Call me paranoid, but I begin to think it's possible that while I was larding up at Ronald McDonald's place, her trip to the Culinary Institute of America included pleasure as well as business. While I was running the car pool, it's just possible she was grabbing a cab to Broadway shows. No fair!
And this jaunt to Europe is one straw too many. In a marriage, you have to overlook a lot. But it isn't easy to overlook an entire continent. As long as She Who Must Be Obeyed was flying to Minneapolis in winter, I was content. But bopping off to a European fete is hard to characterize as anything but easy duty.
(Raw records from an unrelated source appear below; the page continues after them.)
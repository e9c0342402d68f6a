//! Change propagation.
//!
//! Mutating operations call [`ChangePropagator`] explicitly after writing to
//! the source of record. The propagator invalidates the affected cache
//! entries and, when eager refresh is on, repopulates them.
//!
//! Propagation never fails the mutation that triggered it: the write is
//! already committed, so cache errors are logged and reported in the
//! returned [`Propagation`].

use std::collections::BTreeSet;
use std::sync::Arc;
use std::time::Duration;

use castellan_cache::{AttributeCacheClient, InvalidationSubscription, InvalidationTarget};
use castellan_types::{ServiceName, SubjectId};
use chrono::{DateTime, Utc};
use serde::Serialize;
use tokio::task::JoinHandle;
use tokio::time::MissedTickBehavior;
use tracing::{debug, error, info, warn};

use crate::error::SourceError;
use crate::source::SourceOfRecord;

/// What a propagation did to the cache.
#[derive(Debug, Clone, Copy, Default, PartialEq, Eq, Serialize)]
#[serde(rename_all = "camelCase")]
pub struct Propagation {
    /// Cache entries removed.
    pub invalidated: usize,
    /// Entries eagerly recomputed.
    pub refreshed: usize,
    /// True when invalidation could not be performed; affected entries stay
    /// stale until they expire.
    pub failed: bool,
}

/// Invalidates cache entries affected by source-of-record mutations.
#[derive(Clone)]
pub struct ChangePropagator {
    cache: AttributeCacheClient,
    source: Arc<dyn SourceOfRecord>,
    eager_refresh: bool,
}

impl std::fmt::Debug for ChangePropagator {
    fn fmt(&self, f: &mut std::fmt::Formatter<'_>) -> std::fmt::Result {
        f.debug_struct("ChangePropagator")
            .field("eager_refresh", &self.eager_refresh)
            .finish_non_exhaustive()
    }
}

impl ChangePropagator {
    pub fn new(cache: AttributeCacheClient, source: Arc<dyn SourceOfRecord>) -> Self {
        Self {
            cache,
            source,
            eager_refresh: false,
        }
    }

    pub fn with_eager_refresh(mut self, eager_refresh: bool) -> Self {
        self.eager_refresh = eager_refresh;
        self
    }

    pub fn cache(&self) -> &AttributeCacheClient {
        &self.cache
    }

    /// A role assignment or attribute value of `subject_id` changed.
    ///
    /// `service` is `None` for changes that affect every service of the
    /// subject (global attributes).
    pub async fn subject_changed(
        &self,
        subject_id: SubjectId,
        service: Option<&ServiceName>,
    ) -> Propagation {
        self.invalidate(
            vec![InvalidationTarget {
                subject_id,
                service: service.cloned(),
            }],
            self.eager_refresh,
        )
        .await
    }

    /// A service was activated or deactivated.
    ///
    /// Every subject holding a role in the service is invalidated in one
    /// batched store operation. No eager refresh: entries repopulate on their
    /// next read.
    pub async fn service_changed(&self, service: &ServiceName) -> Propagation {
        let subjects = match self.source.subjects_in_service(service).await {
            Ok(subjects) => subjects,
            Err(e) => {
                error!(%service, error = %e, "cannot list subjects for service invalidation");
                return Propagation {
                    failed: true,
                    ..Propagation::default()
                };
            }
        };
        let targets = subjects
            .into_iter()
            .map(|subject_id| InvalidationTarget {
                subject_id,
                service: Some(service.clone()),
            })
            .collect();
        self.invalidate(targets, false).await
    }

    /// Invalidates a batch of targets in one store operation.
    pub async fn invalidate(&self, targets: Vec<InvalidationTarget>, eager: bool) -> Propagation {
        if targets.is_empty() {
            return Propagation::default();
        }

        let mut outcome = match self.cache.invalidate_many(&targets).await {
            Ok(invalidated) => Propagation {
                invalidated,
                ..Propagation::default()
            },
            Err(e) => {
                error!(targets = targets.len(), error = %e, "cache invalidation failed");
                return Propagation {
                    failed: true,
                    ..Propagation::default()
                };
            }
        };

        if eager {
            for target in &targets {
                let Some(service) = &target.service else {
                    continue;
                };
                match self.cache.refresh(target.subject_id, service).await {
                    Ok(_) => outcome.refreshed += 1,
                    Err(e) => {
                        warn!(subject_id = %target.subject_id, %service, error = %e, "eager refresh failed");
                    }
                }
            }
        }
        outcome
    }
}

/// Repopulates this service's entries whenever another process invalidates
/// them. Returns when the subscription closes.
pub async fn refresh_on_invalidation(
    cache: AttributeCacheClient,
    service: ServiceName,
    mut subscription: InvalidationSubscription,
) {
    info!(%service, "eager refresh listener started");
    while let Some(event) = subscription.next().await {
        for subject_id in event.subjects_for(&service) {
            if let Err(e) = cache.refresh(subject_id, &service).await {
                debug!(%subject_id, %service, error = %e, "eager refresh after invalidation failed");
            }
        }
    }
    info!(%service, "eager refresh listener stopped");
}

/// Periodically invalidates entries whose assignments expired since the
/// previous sweep.
///
/// Expiry is always evaluated at read time; the sweep only shortens how
/// long an expired role lingers in an unexpired cache entry.
#[derive(Clone)]
pub struct ExpirySweeper {
    source: Arc<dyn SourceOfRecord>,
    propagator: ChangePropagator,
    interval: Duration,
}

impl std::fmt::Debug for ExpirySweeper {
    fn fmt(&self, f: &mut std::fmt::Formatter<'_>) -> std::fmt::Result {
        f.debug_struct("ExpirySweeper")
            .field("interval", &self.interval)
            .finish_non_exhaustive()
    }
}

impl ExpirySweeper {
    pub fn new(
        source: Arc<dyn SourceOfRecord>,
        propagator: ChangePropagator,
        interval: Duration,
    ) -> Self {
        Self {
            source,
            propagator,
            interval,
        }
    }

    /// Invalidates entries of assignments expiring in `(after, up_to]`.
    /// Returns the number of (subject, service) pairs invalidated.
    pub async fn sweep(
        &self,
        after: DateTime<Utc>,
        up_to: DateTime<Utc>,
    ) -> Result<usize, SourceError> {
        let mut pairs = BTreeSet::new();
        for assignment in self.source.assignments_expiring(after, up_to).await? {
            if let Some(role) = self.source.get_role(assignment.role_id).await? {
                pairs.insert((assignment.subject_id, role.service));
            }
        }

        let count = pairs.len();
        let targets = pairs
            .into_iter()
            .map(|(subject_id, service)| InvalidationTarget {
                subject_id,
                service: Some(service),
            })
            .collect();
        self.propagator.invalidate(targets, false).await;
        Ok(count)
    }

    /// Runs the sweep every interval until the task is aborted.
    pub fn spawn(self) -> JoinHandle<()> {
        tokio::spawn(async move {
            let mut ticker = tokio::time::interval(self.interval);
            ticker.set_missed_tick_behavior(MissedTickBehavior::Delay);
            let mut last = Utc::now();
            loop {
                ticker.tick().await;
                let now = Utc::now();
                match self.sweep(last, now).await {
                    Ok(count) => {
                        if count > 0 {
                            info!(count, "expired assignments invalidated");
                        }
                        last = now;
                    }
                    // Keep the window open so the next sweep covers it.
                    Err(e) => warn!(error = %e, "expiry sweep failed"),
                }
            }
        })
    }
}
She claims the Book Fair is grueling labor, of course. All those pages to turn. But I can't get a different image out of my head. I seem to see a business meeting on the upper deck of a ship cruising down the Rhine. The Fairgoers appear to be sipping Riesling and munching on schnitzel and spaetzle as the Lorelei go by.
Meanwhile, I am pulling hard time eating my Taco Bell off a TV tray and taking notes as Mark Earley and Bill Dolan debate penology, and my kid still wants Ribosomes explained. If I had a bra, I'd burn it.
I don't want equal pay for equal work. I don't want to be liberated. I don't want to crack a glass ceiling. I just want to go along. I want some of those little sausages and red kraut and spicy mustard and rabbit in red wine sauce. I want to say ``Ein Bier, bitte,'' and have my better half put it on the expense account.
I've had an epiphany. It turns out what I really want to be is a corporate spouse from the '50s. I want to be Donna Reed or Harriet Nelson. I'd even settle for Aunt Bea. It turns out, Mother Knew Best. MEMO: Mr. Monroe is editor of the editorial page of The Virginian-Pilot.